Perhaps little Nicky is worried for his own pension and needs to demonstrate his continuing indispensibility by a bit of noisy action?

Some days later, little Nicky blogs

The HOPE not hate campaign is looking to hire two new organisers to help us in the forthcoming elections. One will work on our London campaign, to ensure the far right do not get elected onto the London Assembly, while the other will work on our local election campaign in the rest of the country.

Both posts are for three months.

These temporary posts, costing £12,000 in wages (plus usual on-costs) are advertised, interestingly, in the jobs section of www.w4mp.org, which describes itself as The site for everyone working for an MP and advises that This site is funded by the House of Commons.

The two temporary posts are described as

The Campaign Officers, who will be part of the campaigns team, will help deliver grassroots anti-fascist campaigns in our target areas. We are recruiting two posts, one to focus on the London elections and the second to focus on target areas for the local elections.


Presumably we are looking here for a repeat, possibly slightly less intensive, of the 2010 general election effort in which people were poured into Barking, knocking on doors, and distributing expensively-produced newspaper-format campaign material, to oppose Nick Griffin's parliamentary candidature.


Whatever your view of the BNP itself, either now or at the height of its brief period of ascendancy a couple of years ago, there is something very dubious about all of this. The funding and conduct of election campaigns is subject to close supervision by the Electoral Commission. Or at least that is what applies to the candidates and their parties. And yet here is an organization spending significant sums and deploying signficant resources in opposing a specific, individual party. And it does so entirely unaccountably and without limit.

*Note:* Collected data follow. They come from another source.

//! Configuration for a settlement engine instance.

use serde::{Deserialize, Serialize};

use crate::{Address, Amount, FusionError, Result, constants};

/// Fee bank deployment parameters.
#[derive(Debug, Clone, PartialEq, Eq, Serialize, Deserialize)]
pub struct FeeBankConfig {
    /// Address that custodies deposited fee tokens.
    pub address: Address,
    /// Operator allowed to gather fees.
    pub owner: Address,
    /// The single fee-denominated token.
    pub fee_token: Address,
}

impl Default for FeeBankConfig {
    fn default() -> Self {
        Self {
            address: Address::repeat_byte(0xfb),
            owner: Address::repeat_byte(0x0f),
            fee_token: Address::repeat_byte(0x1c),
        }
    }
}

/// Top-level engine configuration.
#[derive(Debug, Clone, PartialEq, Eq, Serialize, Deserialize)]
pub struct SettlementConfig {
    /// Address every order extension must be routed to.
    pub settlement_address: Address,
    /// Address of the order-filling protocol (spender for maker and
    /// resolver token pulls).
    pub limit_order_protocol: Address,
    pub fee_bank: FeeBankConfig,
    /// Credit units per unit of resolver fee rate on a full fill.
    pub order_fee_base_points: Amount,
    /// Denominator for integrator fee rates.
    pub integrator_fee_base: Amount,
    /// Maximum number of nested fills in one settlement.
    pub max_chain_depth: usize,
}

impl Default for SettlementConfig {
    fn default() -> Self {
        Self {
            settlement_address: Address::repeat_byte(0x5e),
            limit_order_protocol: Address::repeat_byte(0x10),
            fee_bank: FeeBankConfig::default(),
            order_fee_base_points: constants::DEFAULT_ORDER_FEE_BASE_POINTS,
            integrator_fee_base: constants::DEFAULT_INTEGRATOR_FEE_BASE,
            max_chain_depth: constants::DEFAULT_MAX_CHAIN_DEPTH,
        }
    }
}

impl SettlementConfig {
    /// Parse and validate a JSON config.
    pub fn from_json(json: &str) -> Result<Self> {
        let cfg: Self = serde_json::from_str(json)?;
        cfg.validate()?;
        Ok(cfg)
    }

    pub fn to_json(&self) -> Result<String> {
        Ok(serde_json::to_string_pretty(self)?)
    }

    /// Reject configurations the engine cannot run with.
    pub fn validate(&self) -> Result<()> {
        if self.order_fee_base_points == 0 {
            return Err(FusionError::Configuration(
                "order_fee_base_points must be > 0".into(),
            ));
        }
        if self.integrator_fee_base == 0 {
            return Err(FusionError::Configuration(
                "integrator_fee_base must be > 0".into(),
            ));
        }
        if self.max_chain_depth == 0 {
            return Err(FusionError::Configuration(
                "max_chain_depth must be > 0".into(),
            ));
        }
        let contracts = [
            self.settlement_address,
            self.limit_order_protocol,
            self.fee_bank.address,
        ];
        for (i, a) in contracts.iter().enumerate() {
            if a.is_zero() {
                return Err(FusionError::Configuration(format!(
                    "contract address {i} is zero"
                )));
            }
            if contracts[i + 1..].contains(a) {
                return Err(FusionError::Configuration(format!(
                    "contract address {a} used twice"
                )));
            }
        }
        Ok(())
    }
}

#[cfg(test)]
mod tests {
    use super::*;

    #[test]
    fn default_config_is_valid() {
        let cfg = SettlementConfig::default();
        cfg.validate().unwrap();
        assert_eq!(cfg.order_fee_base_points, 1_000_000_000_000_000);
        assert_eq!(cfg.integrator_fee_base, 1_000_000_000);
        assert_eq!(cfg.max_chain_depth, 16);
    }

    #[test]
    fn json_roundtrip() {
        let cfg = SettlementConfig::default();
        let json = cfg.to_json().unwrap();
        let back = SettlementConfig::from_json(&json).unwrap();
        assert_eq!(cfg, back);
    }

    #[test]
    fn zero_depth_rejected() {
        let cfg = SettlementConfig {
            max_chain_depth: 0,
            ..SettlementConfig::default()
        };
        assert!(matches!(cfg.validate(), Err(FusionError::Configuration(_))));
    }

    #[test]
    fn colliding_addresses_rejected() {
        let mut cfg = SettlementConfig::default();
        cfg.fee_bank.address = cfg.settlement_address;
        assert!(matches!(cfg.validate(), Err(FusionError::Configuration(_))));
    }

    #[test]
    fn bad_json_is_serialization_error() {
        let err = SettlementConfig::from_json("{").unwrap_err();
        assert!(matches!(err, FusionError::Serialization(_)));
    }
}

Writing at his new, rather introspective blog, Ketlan Ossowski, erstwhile leading light of the now-closed Lancaster Unity blog, says of the funding of HnH's sister organization Searchlight

Is Searchlight state-funded? Do you care? I don't actually know where Searchlight gets the money it needs to run, though I suspect it's from subscribers, donations and possibly trade unions. Beyond that, I really don't know and I really don't give a toss. If all the major political parties, Simon Cowell, the Queen, and MI5 all provide funds to ANY organisation devoting itself to ridding the country of fascists, that suits me fine.

I care, Ketlan. Let's try a spot of whataboutery, shall we? Suppose the ConDem coalition mires in its own contradictions and the Labour party gets itself a more presentable leader — one who doesn't look as if he's just been caught wanking over an old copy of the Draper's Record — as the next general election approaches. Concerned at the possible return of a Labour government, I might secure secret funding from corporates and bankers and then set about an intensive pre-election campaign of disinformation and disruption against, quite specifically, the Labour party. All perfectly legal.

Give a toss about that, would you?

Comments:
"just been caught wanking over an old copy of the Draper's Record"

If memory serves, I may have done that. But as I don't lead a political party, who cares?